What additional dimension of that blessing of children is described in verse 17?
How would we state those blessings today?
4.God’s special concern for children is more clearly shown in Luke 18:15-17. Which comments of Jesus clearly show that He does not consider children to be simply “undeveloped adults”?
God has also given other special words about children in Ephesians 6:4. Does this passage mean to say that if your children become angry with you for administering Godly discipline and instruction in the Lord, that you should refrain from doing so?
Is it love to avoid making children angry by allowing them to manipulate adults with anger or temper tantrums?
How is this verse actually a warning and help in preventing that?
It may help to understand this verse by realizing that children who enter their teen years without having had solid discipline and instruction (especially in the Lord) become angry at their parents, society and themselves. Note that the Lord is even concerned about this.
5.The Marriage Blessing in Psalm 128:3-6 also presents us with the fact that children are a blessing. How does verse 3 indicate that children are a blessing?
What additional blessing is alluded to in verse 6?
In what language has the world today attempted to make people with many children feel guilty?
Is the world, in doing this, proclaiming guilt in what God has proclaimed to be a blessing?
Since the world’s view on this matter is the very opposite of God’s, what is clearly the source of the world’s view?
Does the world’s view, so clearly brought out in this issue of having many children, offer an atmosphere which cheapens life?
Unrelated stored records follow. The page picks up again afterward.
//! SLA alert evaluation.
//!
//! Only open `high` and `urgent` tickets are tracked. A tracked ticket is
//! critical once the hours elapsed since creation exceed its priority's
//! limit, and severe once the overdue hours exceed the policy's severe
//! threshold.

use chrono::NaiveDateTime;
use tracing::{debug, warn};

use crate::models::{AlertLevel, CriticalAlert, Priority, SlaPolicy, Ticket};
use crate::timestamps::{current_timestamp, parse_timestamp};

const MILLISECONDS_PER_HOUR: i64 = 3_600_000;

/// Fill treatment of an alert badge or row.
#[derive(Debug, Clone, Copy, PartialEq, Eq)]
pub enum AlertFill {
    None,
    Light,
    Solid,
}

/// Ring highlight around an alert badge or row.
#[derive(Debug, Clone, Copy, PartialEq, Eq)]
pub enum AlertRing {
    None,
    Thin,
    Strong,
}

/// Visual treatment keyed by alert level.
#[derive(Debug, Clone, Copy, PartialEq, Eq)]
pub struct AlertStyle {
    pub fill: AlertFill,
    pub ring: AlertRing,
}

impl AlertStyle {
    /// Whether the style renders anything at all.
    pub fn is_empty(&self) -> bool {
        self.fill == AlertFill::None && self.ring == AlertRing::None
    }
}

/// Map an alert level to its visual treatment.
///
/// `Warning` maps to the empty style; it is never shown because
/// `is_critical` gates visibility.
pub fn alert_style(level: AlertLevel) -> AlertStyle {
    match level {
        AlertLevel::Severe => AlertStyle {
            fill: AlertFill::Solid,
            ring: AlertRing::Strong,
        },
        AlertLevel::Critical => AlertStyle {
            fill: AlertFill::Light,
            ring: AlertRing::Thin,
        },
        AlertLevel::Warning => AlertStyle {
            fill: AlertFill::None,
            ring: AlertRing::None,
        },
    }
}

/// Evaluate a ticket against the default policy using the current wall clock.
pub fn evaluate(ticket: &Ticket) -> CriticalAlert {
    evaluate_at(ticket, current_timestamp())
}

/// Evaluate a ticket against the default policy at a given instant.
pub fn evaluate_at(ticket: &Ticket, now: NaiveDateTime) -> CriticalAlert {
    evaluate_with_policy(ticket, &SlaPolicy::default(), now)
}

/// Evaluate a ticket against an explicit policy.
///
/// # Arguments
/// * `ticket` - Ticket to evaluate.
/// * `policy` - Resolution time budgets.
/// * `now` - Wall-clock instant to measure against.
///
/// # Returns
/// The derived alert. Tickets outside SLA tracking, and tickets whose
/// creation timestamp cannot be parsed, yield `CriticalAlert::not_critical()`.
pub fn evaluate_with_policy(
    ticket: &Ticket,
    policy: &SlaPolicy,
    now: NaiveDateTime,
) -> CriticalAlert {
    if !ticket.priority.is_sla_tracked() || ticket.status.is_closed() {
        return CriticalAlert::not_critical();
    }

    let Some(created) = parse_timestamp(&ticket.created_at) else {
        warn!(
            ticket = %ticket.id,
            created_at = %ticket.created_at,
            "unparseable creation timestamp, treating ticket as not critical"
        );
        return CriticalAlert::not_critical();
    };

    let elapsed_hours = (now - created)
        .num_milliseconds()
        .div_euclid(MILLISECONDS_PER_HOUR);
    let limit = i64::try_from(time_limit_hours(ticket.priority, policy)).unwrap_or(i64::MAX);
    let hours_overdue = u64::try_from(elapsed_hours.saturating_sub(limit)).unwrap_or(0);

    let alert = if hours_overdue > policy.severe_after_hours {
        CriticalAlert {
            is_critical: true,
            hours_overdue,
            alert_level: AlertLevel::Severe,
        }
    } else if hours_overdue > 0 {
        CriticalAlert {
            is_critical: true,
            hours_overdue,
            alert_level: AlertLevel::Critical,
        }
    } else {
        CriticalAlert::not_critical()
    };

    debug!(
        ticket = %ticket.id,
        elapsed_hours,
        hours_overdue,
        level = %alert.alert_level,
        "evaluated sla"
    );
    alert
}

/// Evaluate every ticket once, preserving input order.
pub fn evaluate_all<'a>(
    tickets: &'a [Ticket],
    policy: &SlaPolicy,
    now: NaiveDateTime,
) -> Vec<(&'a Ticket, CriticalAlert)> {
    tickets
        .iter()
        .map(|ticket| (ticket, evaluate_with_policy(ticket, policy, now)))
        .collect()
}

/// Resolution budget for a tracked priority.
pub fn time_limit_hours(priority: Priority, policy: &SlaPolicy) -> u64 {
    if priority == Priority::Urgent {
        policy.urgent_limit_hours
    } else {
        policy.high_limit_hours
    }
}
How has this ethos contributed to the abortion and infanticide problem?
What can be Done?
This background helps us to understand the actions of the early Christians who lived in Roman society where abortion and infanticide was practiced by several methods. One of the most common forms of accomplishing an abortion was through the use of drugs which induced premature delivery. The Greek word for this practice “pharmakeia” was thought to mean “to enchant with drugs” by the people of the middle ages. The use of drugs was not widely understood until centuries after the King James Translation, which translates this word as “sorcerer” or “witchcraft”, was completed. This means that passages such as Galatians 5:20 specifically condemn the practice of inducing abortions. Abortion stands out in the book of Revelation as one sin which is mentioned several times and receives special condemnation.
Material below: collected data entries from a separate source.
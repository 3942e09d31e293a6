use std::path::PathBuf;

use chrono::NaiveDateTime;
use cucumber::{given, World};
use tempfile::TempDir;

use coredesk::bulk::TicketSelection;
use coredesk::error::CoreDeskError;
use coredesk::models::{CriticalAlert, Ticket};
use coredesk::timestamps::parse_timestamp;

#[derive(Debug, Default, World)]
pub struct CoreDeskWorld {
    pub now: Option<NaiveDateTime>,
    pub tickets: Vec<Ticket>,
    pub original_tickets: Vec<Ticket>,
    pub selection: TicketSelection,
    pub touched: Vec<String>,
    pub alert: Option<CriticalAlert>,
    pub error: Option<CoreDeskError>,
    pub temp_dir: Option<TempDir>,
    pub working_directory: Option<PathBuf>,
    pub exit_code: Option<i32>,
    pub stdout: Option<String>,
    pub stderr: Option<String>,
}

impl CoreDeskWorld {
    pub fn now(&self) -> NaiveDateTime {
        self.now.expect("clock not set")
    }
}

#[given(expr = "the clock reads {string}")]
fn given_clock_reads(world: &mut CoreDeskWorld, value: String) {
    world.now = Some(parse_timestamp(&value).expect("parse clock"));
}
Extra-biblical writings from the first and second century inform us that Christians were deeply involved in saving the lives of would-be victims of infanticide. Roman law declared that a newborn was not a human being under law until officially accepted by the father. Newborns which were not accepted by the father were actually thrown, alive, in the city’s garbage dump. In some cities Christians would man around-the-clock watches and rescue all living infants placed in the dump, once the would-be killers had left. The refusal to accept the recognized code of death was one of the main reasons Christians were so hated in the Roman Empire.
6.It is clear that the early Christians persistently reflected the very same respect for children that their heavenly Father had. They found constructive ways to meet the problem where it happened by spending spare time in the garbage dumps and sacrificing their own means for those totally without defense. In return they received the additional blessing of the Lord by being able to raise the unwanted children of Roman pagans as redeemed children of God.
How was Roman society similar to ours today in its policies toward the unborn and young children?
Are you aware of any Christian groups engaged in positive activities which are similar to, or the same as, the activities of the early Christians?
Do you have a responsibility before God to aid such efforts today?
What, specifically, can you do?
Discuss: The unloved and the unwanted need people as much as they need dollars.
What blessings might be expected from such involvement?
Keeping Luke 18:16-17 in mind it might be good to close this devotion with a prayer for the unborn and the newborn, as well as those who give of themselves to love the unborn and the newborn who are rejected by society today.